15Prenons, l’exemple d’Isabelle, de Christophe et d’Hélène qui ont acheté une résidence secondaire au cours de leur recomposition familiale – ils sont toujours en couple au moment de l’enquête. Isabelle (graphe n° 2) et Christophe présentent de nombreuses similitudes. En effet, tous deux ont acheté une résidence secondaire avec leur actuel conjoint.
Isabelle

Isabelle
16Isabelle a divorcé en 1982. Elle a la garde de ses enfants et conserve l’appartement qu’elle avait acheté à Nogent. Lorsqu’elle rencontre son conjoint en 1987, ils conviennent de rester dans leur appartement. Un système de circulation entre leur logement respectif est instauré ; le conjoint d’Isabelle vient plus souvent à Nogent, les enfants de celle-ci étant absents la semaine. En 1990, son conjoint, veuf, s’installe avec son fils cadet dans l’appartement d’Isabelle. En 1993, le couple achète une résidence secondaire, dans le Vaucluse. On note alors le rôle de cette maison, tant dans la trajectoire résidentielle que conjugale et familiale. En effet, la construction et l’aménagement de cette maison apparaît comme un projet conjugal, un « projet commun » que le couple a d’ailleurs concrétisé par un mariage dans cette maison.

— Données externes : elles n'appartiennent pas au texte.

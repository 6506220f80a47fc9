//! Web page fetching with HTML to text conversion
//!
//! A successful fetch records the page URL and title as a source.

use std::time::Duration;

use async_trait::async_trait;
use orca_core::tool::{parse_input, SchemaBuilder};
use orca_core::{Error, Result, Source, Tool, ToolContext, ToolResult};
use reqwest::Client;
use scraper::{ElementRef, Html, Node, Selector};
use serde::Deserialize;
use serde_json::Value;
use url::Url;

const MAX_BODY_BYTES: usize = 1_000_000;

/// Elements whose text is never shown
const SKIPPED_ELEMENTS: &[&str] = &["script", "style", "noscript", "template", "svg"];

pub struct WebFetchTool {
    client: Client,
    max_body_bytes: usize,
}

impl WebFetchTool {
    pub fn new() -> Self {
        let client = Client::builder()
            .timeout(Duration::from_secs(30))
            .user_agent(concat!("Mozilla/5.0 (compatible; orca/", env!("CARGO_PKG_VERSION"), ")"))
            .build()
            .unwrap_or_else(|_| Client::new());

        Self {
            client,
            max_body_bytes: MAX_BODY_BYTES,
        }
    }
}

impl Default for WebFetchTool {
    fn default() -> Self {
        Self::new()
    }
}

#[derive(Debug, Deserialize)]
struct FetchInput {
    url: String,
    #[serde(default = "default_true")]
    extract_main: bool,
    #[serde(default)]
    include_links: bool,
    #[serde(default = "default_max_chars")]
    max_chars: usize,
}

fn default_max_chars() -> usize {
    10_000
}

fn default_true() -> bool {
    true
}

/// A fetched page rendered for the model
#[derive(Debug)]
struct Page {
    title: String,
    text: String,
}

impl WebFetchTool {
    async fn fetch(&self, url: &Url, input: &FetchInput) -> Result<Page> {
        tracing::info!(url = %url, "Fetching web page");

        let response = self.client.get(url.as_str()).send().await?;
        if !response.status().is_success() {
            return Err(Error::ToolExecution(format!("HTTP error: {}", response.status())));
        }
        if let Some(length) = response.content_length().filter(|&l| l as usize > self.max_body_bytes) {
            return Err(Error::ToolExecution(format!(
                "Content too large: {} bytes (max: {})",
                length, self.max_body_bytes
            )));
        }

        let content_type = response
            .headers()
            .get(reqwest::header::CONTENT_TYPE)
            .and_then(|v| v.to_str().ok())
            .unwrap_or("text/html")
            .to_string();
        let body = response.text().await?;

        if !content_type.contains("text/html") && !content_type.contains("application/xhtml") {
            return Ok(Page {
                title: url.to_string(),
                text: format!("Content-Type: {}\n\n{}", content_type, truncate_text(&body, input.max_chars)),
            });
        }

        Ok(render_html(&body, url, input.extract_main, input.include_links, input.max_chars))
    }
}

fn render_html(html: &str, url: &Url, extract_main: bool, include_links: bool, max_chars: usize) -> Page {
    let document = Html::parse_document(html);
    let title = extract_title(&document);

    let content = if extract_main {
        extract_main_content(&document)
    } else {
        extract_all_text(&document)
    };

    let truncated = truncate_text(&content, max_chars);
    let mut text = format!("Title: {}\n\n{}", title, truncated);
    if truncated.len() < content.len() {
        text.push_str(&format!("\n\n[Content truncated to {} characters]", max_chars));
    }

    if include_links {
        let links = extract_links(&document, url);
        if !links.is_empty() {
            text.push_str("\n\n## Links\n");
            text.push_str(&links);
        }
    }

    Page { title, text }
}

fn extract_title(document: &Html) -> String {
    Selector::parse("title")
        .ok()
        .and_then(|selector| document.select(&selector).next())
        .map(|title| title.text().collect::<String>().trim().to_string())
        .filter(|title| !title.is_empty())
        .unwrap_or_else(|| "No title".to_string())
}

/// Visible text under an element, whitespace collapsed
fn visible_text(element: ElementRef<'_>) -> String {
    let mut words: Vec<&str> = Vec::new();
    for node in element.descendants() {
        if let Node::Text(text) = node.value() {
            let hidden = node.ancestors().any(|ancestor| {
                ancestor
                    .value()
                    .as_element()
                    .is_some_and(|el| SKIPPED_ELEMENTS.contains(&el.name()))
            });
            if !hidden {
                words.extend(text.split_whitespace());
            }
        }
    }
    words.join(" ")
}

/// Text of the first content container with substance, else the whole body
fn extract_main_content(document: &Html) -> String {
    let candidates = ["article", "main", "[role='main']", ".content", "#content"];

    for candidate in candidates {
        if let Ok(selector) = Selector::parse(candidate) {
            let content = document
                .select(&selector)
                .map(visible_text)
                .collect::<Vec<_>>()
                .join(" ");
            if content.len() > 100 {
                return content;
            }
        }
    }

    extract_all_text(document)
}

fn extract_all_text(document: &Html) -> String {
    match Selector::parse("body").ok().and_then(|s| document.select(&s).next()) {
        Some(body) => visible_text(body),
        None => visible_text(document.root_element()),
    }
}

fn extract_links(document: &Html, base_url: &Url) -> String {
    let Ok(selector) = Selector::parse("a[href]") else {
        return String::new();
    };

    document
        .select(&selector)
        .filter_map(|link| {
            let href = link.value().attr("href")?;
            let text = link.text().flat_map(str::split_whitespace).collect::<Vec<_>>().join(" ");
            let resolved = base_url.join(href).ok()?;
            (!text.is_empty() && matches!(resolved.scheme(), "http" | "https"))
                .then(|| format!("- [{}]({})", text, resolved))
        })
        .take(20)
        .collect::<Vec<_>>()
        .join("\n")
}

/// Cut to at most `max_chars` characters, preferring a word boundary
fn truncate_text(text: &str, max_chars: usize) -> String {
    let Some((cut, _)) = text.char_indices().nth(max_chars) else {
        return text.to_string();
    };
    let truncated = &text[..cut];
    match truncated.rfind(' ') {
        Some(space) => truncated[..space].to_string(),
        None => truncated.to_string(),
    }
}

#[async_trait]
impl Tool for WebFetchTool {
    fn name(&self) -> &str {
        "web_fetch"
    }

    fn description(&self) -> &str {
        "Fetch and parse a web page, extracting text content. Returns the page title, main content, \
and optionally links."
    }

    fn input_schema(&self) -> Value {
        SchemaBuilder::object()
            .string("url", "The URL to fetch and parse", true)
            .boolean(
                "extract_main",
                "Extract only main content (article/main) instead of all text (default: true)",
                false,
            )
            .boolean("include_links", "Include extracted links in the output (default: false)", false)
            .integer("max_chars", "Maximum characters to return (default: 10000, max: 50000)", false)
            .build()
    }

    async fn execute(&self, input: Value, ctx: &ToolContext) -> Result<ToolResult> {
        let mut input: FetchInput = parse_input(input)?;
        input.max_chars = input.max_chars.clamp(1000, 50_000);

        let url = match Url::parse(input.url.trim()) {
            Ok(url) if matches!(url.scheme(), "http" | "https") => url,
            Ok(_) => return Ok(ToolResult::error("Only HTTP and HTTPS URLs are supported")),
            Err(e) => return Ok(ToolResult::error(format!("Invalid URL: {}", e))),
        };

        match self.fetch(&url, &input).await {
            Ok(page) => {
                ctx.add_source(Source::new(url.as_str(), &page.title, self.name()));
                Ok(ToolResult::success(page.text))
            }
            Err(e) => {
                tracing::warn!(url = %url, error = %e, "Fetch failed");
                Ok(ToolResult::error(format!("Failed to fetch URL: {}", e)))
            }
        }
    }
}
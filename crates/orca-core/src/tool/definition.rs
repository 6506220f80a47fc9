//! Tool schema helpers

use serde_json::{Map, Value as JsonValue, json};

pub use crate::llm::ToolDefinition;

/// Fluent builder for object input schemas
///
/// ```ignore
/// let schema = SchemaBuilder::object()
///     .string("query", "The search query", true)
///     .integer("limit", "Maximum results", false)
///     .build();
/// ```
#[derive(Debug, Default)]
pub struct SchemaBuilder {
    properties: Map<String, JsonValue>,
    required: Vec<String>,
}

impl SchemaBuilder {
    /// Start an object schema
    pub fn object() -> Self {
        Self::default()
    }

    /// Add a property with an arbitrary schema
    pub fn property(mut self, name: &str, schema: JsonValue, required: bool) -> Self {
        self.properties.insert(name.to_string(), schema);
        if required {
            self.required.push(name.to_string());
        }
        self
    }

    pub fn string(self, name: &str, description: &str, required: bool) -> Self {
        self.property(name, json!({"type": "string", "description": description}), required)
    }

    pub fn integer(self, name: &str, description: &str, required: bool) -> Self {
        self.property(name, json!({"type": "integer", "description": description}), required)
    }

    pub fn boolean(self, name: &str, description: &str, required: bool) -> Self {
        self.property(name, json!({"type": "boolean", "description": description}), required)
    }

    /// Array property whose items follow `items`
    pub fn array(self, name: &str, description: &str, items: JsonValue, required: bool) -> Self {
        self.property(
            name,
            json!({"type": "array", "description": description, "items": items}),
            required,
        )
    }

    pub fn build(self) -> JsonValue {
        json!({
            "type": "object",
            "properties": self.properties,
            "required": self.required,
        })
    }

    /// A string enum schema
    pub fn string_enum(values: &[&str]) -> JsonValue {
        json!({"type": "string", "enum": values})
    }
}

#[cfg(test)]
mod tests {
    use super::*;

    #[test]
    fn test_object_schema() {
        let schema = SchemaBuilder::object()
            .string("task", "What to do", true)
            .integer("max_iterations", "Round budget", false)
            .boolean("verbose", "Chatty output", false)
            .build();

        assert_eq!(schema["type"], "object");
        assert_eq!(schema["properties"]["task"]["type"], "string");
        assert_eq!(schema["properties"]["max_iterations"]["type"], "integer");
        assert_eq!(schema["required"], json!(["task"]));
    }

    #[test]
    fn test_array_and_enum() {
        let schema = SchemaBuilder::object()
            .array("modes", "Modes", SchemaBuilder::string_enum(&["a", "b"]), true)
            .build();
        assert_eq!(schema["properties"]["modes"]["items"]["enum"], json!(["a", "b"]));
    }

    #[test]
    fn test_empty_object() {
        let schema = SchemaBuilder::object().build();
        assert_eq!(schema["properties"], json!({}));
        assert_eq!(schema["required"], json!([]));
    }
}
//! Grep tool: in-process regular expression search over files

use std::path::{Path, PathBuf};

use async_trait::async_trait;
use orca_core::tool::{parse_input, SchemaBuilder};
use orca_core::{Result, Tool, ToolContext, ToolResult};
use regex::{Regex, RegexBuilder};
use serde::Deserialize;
use serde_json::Value;

use crate::glob::full_pattern;

const MAX_MATCHES: usize = 200;
const MAX_LINE_CHARS: usize = 300;

/// Directories never searched when walking a tree
const SKIPPED_DIRS: &[&str] = &[".git", "target", "node_modules"];

#[derive(Debug, Default)]
pub struct GrepTool;

#[derive(Debug, Deserialize)]
struct Input {
    pattern: String,
    #[serde(default)]
    path: Option<String>,
    #[serde(default)]
    glob: Option<String>,
    #[serde(default)]
    ignore_case: bool,
}

fn skipped(root: &Path, path: &Path) -> bool {
    path.strip_prefix(root)
        .unwrap_or(path)
        .components()
        .any(|c| SKIPPED_DIRS.iter().any(|d| c.as_os_str() == *d))
}

/// Files to search: the path itself, or the files under it matching `glob`
fn candidate_files(root: &str, glob: Option<&str>) -> std::result::Result<Vec<PathBuf>, String> {
    let root_path = Path::new(root);
    if root_path.is_file() {
        return Ok(vec![root_path.to_path_buf()]);
    }
    if !root_path.exists() {
        return Err(format!("Path not found: {}", root));
    }

    let file_glob = match glob {
        Some(g) if g.contains('/') => g.to_string(),
        Some(g) => format!("**/{}", g),
        None => "**/*".to_string(),
    };
    let pattern = full_pattern(Some(root), &file_glob);

    let paths = glob::glob(&pattern).map_err(|e| format!("Invalid glob pattern: {}", e))?;
    Ok(paths
        .filter_map(|entry| entry.ok())
        .filter(|p| p.is_file() && !skipped(root_path, p))
        .collect())
}

fn search(regex: &Regex, files: &[PathBuf]) -> (Vec<String>, usize) {
    let mut matches = Vec::new();
    let mut total = 0;

    for file in files {
        // binary and unreadable files are skipped
        let Ok(content) = std::fs::read_to_string(file) else {
            continue;
        };
        for (number, line) in content.lines().enumerate() {
            if regex.is_match(line) {
                total += 1;
                if matches.len() < MAX_MATCHES {
                    let line: String = line.chars().take(MAX_LINE_CHARS).collect();
                    matches.push(format!("{}:{}:{}", file.display(), number + 1, line));
                }
            }
        }
    }
    (matches, total)
}

#[async_trait]
impl Tool for GrepTool {
    fn name(&self) -> &str {
        "grep"
    }

    fn description(&self) -> &str {
        "Search for patterns in file contents using regular expressions. \
Returns matching lines as path:line:text."
    }

    fn input_schema(&self) -> Value {
        SchemaBuilder::object()
            .string("pattern", "The regular expression pattern to search for", true)
            .string("path", "The file or directory to search in (default: current directory)", false)
            .string("glob", "File pattern to limit search (e.g., '*.rs')", false)
            .boolean("ignore_case", "Case insensitive search (default: false)", false)
            .build()
    }

    async fn execute(&self, input: Value, _ctx: &ToolContext) -> Result<ToolResult> {
        let input: Input = parse_input(input)?;
        let root = input.path.clone().unwrap_or_else(|| ".".to_string());

        tracing::debug!(
            pattern = %input.pattern,
            path = %root,
            glob = ?input.glob,
            ignore_case = input.ignore_case,
            "Grepping files"
        );

        let regex = match RegexBuilder::new(&input.pattern)
            .case_insensitive(input.ignore_case)
            .build()
        {
            Ok(regex) => regex,
            Err(e) => return Ok(ToolResult::error(format!("Invalid regex: {}", e))),
        };

        let glob = input.glob.clone();
        let outcome = tokio::task::spawn_blocking(move || {
            candidate_files(&root, glob.as_deref()).map(|files| search(&regex, &files))
        })
        .await
        .map_err(|e| orca_core::Error::ToolExecution(format!("search task failed: {}", e)))?;

        match outcome {
            Ok((matches, _)) if matches.is_empty() => Ok(ToolResult::success("No matches found")),
            Ok((matches, total)) => {
                let mut output = matches.join("\n");
                if total > matches.len() {
                    output.push_str(&format!("\n\n[{} more matches not shown]", total - matches.len()));
                }
                Ok(ToolResult::success(output))
            }
            Err(e) => Ok(ToolResult::error(e)),
        }
    }
}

« … on a eu envie effectivement la maison étant construite et de se marier là-bas. Ça clôturait un petit peu quelque chose qu’on avait fait ensemble.
– Ça représentait un projet commun ?
– Oui. Et puis je ne dis pas qu’une maison, c’est un bébé, il faut pas… Mais je pense que c’est pas mal quand on se remarie comme ça tard d’avoir élaboré quelque chose ensemble. Il y a quelque chose qui… c’est quelque chose qui unit nos deux familles cette maison, c’est quelque chose qu’on a fait ensemble. Et c’est clair que je pense que ça renforce pas mal de choses. Ce projet commun, qui n’est pas si facile à mener, où il a fallu discuter, mettre de l’eau dans notre vin, chacun de son côté parce que qui veut une chambre comme ça, qui veut une autre. Donc c’est pas mal je trouve, je trouve c’est une chance, parce qu’on a pas tous la chance de faire ça, mais je pense que c’est pas mal. Parce qu’en se remariant à 45 ans, moi je pouvais encore avoir des enfants, le gynéco était ferme. Il m’avait dit, vraiment, vous n’êtes pas ménopausée donc… mais 45 ans, non. […] ».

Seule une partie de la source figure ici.